Message Too Old, No Replies

Googlebot not crawling

Seeks index page, then leaves

feeder

6:12 am on Feb 12, 2004 (gmt 0)

Googlebot visits often. It requests the index page, but doesn't crawl any deeper. This happens two or three times a day.

The MediaBot crawls deeper into the site without issue. The site runs AdSense.

Could there be anything in the server config that is causing this? It isn't robots.txt. The index page is lo-fi and xenu crawls it fine, as does the searchengineworld sim spider.

Any ideas?

johnlim

9:13 am on Mar 9, 2004 (gmt 0)

hi,

How to differenciate "freshbot" and "deepbot"?

Before, if IP is 64.x.x.x then it is freshbot;
if IP is 216.x.x.x then it is deepbot.

Are these still valid?
What are the behaviour of "freshbot" and "deepbot"?

Will freshbot only get two or one level of pages in the sites while deepbot crawl almost all the pages in the site?

Schneewittchen

9:51 am on Mar 9, 2004 (gmt 0)

@johnlim

negativ. the last deepcrawl on my pages was 64.68.82.XXX

HarryM

11:47 am on Mar 9, 2004 (gmt 0)

A year or so ago the monthly deepcrawl would have taken all my pages. I never see that now, but (until last week) about 2/3 of my pages were taken every week.

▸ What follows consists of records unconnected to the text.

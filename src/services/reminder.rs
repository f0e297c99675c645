use std::sync::Arc;

use anyhow::Context;
use chrono::{Duration, Local, NaiveDate, NaiveDateTime, NaiveTime};
use tokio::task::JoinHandle;

use crate::db::{self, queries, Db};
use crate::models::DeliveryFlag;
use crate::services::notify::Notifier;

/// Sends a WhatsApp reminder for every confirmed booking happening the day
/// after `today` that has not been reminded yet. The flag is set whether or
/// not the send went through. Returns the number of bookings processed.
pub async fn run_reminders(db: &Db, notifier: &Notifier, today: NaiveDate) -> anyhow::Result<usize> {
    let tomorrow = today.succ_opt().context("date out of range")?;

    let due = {
        let conn = db::lock(db)?;
        queries::due_reminders(&conn, tomorrow)?
    };

    for booking in &due {
        if let Err(e) = notifier.whatsapp().remind(booking).await {
            tracing::error!(booking_id = booking.id, error = %e, "reminder send failed");
        }

        let marked =
            db::lock(db).and_then(|conn| queries::mark_delivered(&conn, booking.id, DeliveryFlag::Reminder));
        if let Err(e) = marked {
            tracing::error!(booking_id = booking.id, error = %e, "failed to persist reminder flag");
        }
    }

    Ok(due.len())
}

/// Next wall-clock occurrence of `at` strictly after `now`.
pub fn next_run(now: NaiveDateTime, at: NaiveTime) -> NaiveDateTime {
    let today = now.date().and_time(at);
    if today > now {
        today
    } else {
        today + Duration::days(1)
    }
}

/// Runs [`run_reminders`] once a day at `at`, local time.
pub fn spawn_daily(db: Db, notifier: Arc<Notifier>, at: NaiveTime) -> JoinHandle<()> {
    tokio::spawn(async move {
        loop {
            let now = Local::now().naive_local();
            let next = next_run(now, at);
            tracing::info!(next_run = %next, "reminder job scheduled");

            tokio::time::sleep((next - now).to_std().unwrap_or_default()).await;

            match run_reminders(&db, &notifier, Local::now().date_naive()).await {
                Ok(count) => tracing::info!(count, "reminder job finished"),
                Err(e) => tracing::error!(error = %e, "reminder job failed"),
            }
        }
    })
}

So is there a deepcrawl these days?

allanp73

11:54 am on Mar 9, 2004 (gmt 0)

I also noticed that Google is slow to deep crawl new sites. Even when they have proper link structures. I have sites with four levels and Google doesn't seem to get past the first two (which would be the index and pages linked off the index page). It has been very slow about getting deep into the site.

tamborine

11:58 am on Mar 9, 2004 (gmt 0)

HI I have had same exeperience as you, I have had my site for several years , it is a alexa top 10000 site, it is listed under the top 10 under a very popular keyword that gets over 3000000 searches a month, Google index 100% pages practically everyday, since feb04 this year only my homepage has been indexed on daily basis and not the new content listed on my site. I don't know why it is not indexing I don't spam them, I have very useful content on my site and I pay web writers alot of money to write original stuff. I'm totally puzzled, the only reason I can think of why google is not indexing all my pages is becausue I'm not a partner with google but overture.com, I don't know if they would favour sites that partner with them only and not others.

Duke_of_Url

7:48 pm on Mar 9, 2004 (gmt 0)

I've read plenty of posts from people waiting for gglbot to properly crawl past their home page on new sites.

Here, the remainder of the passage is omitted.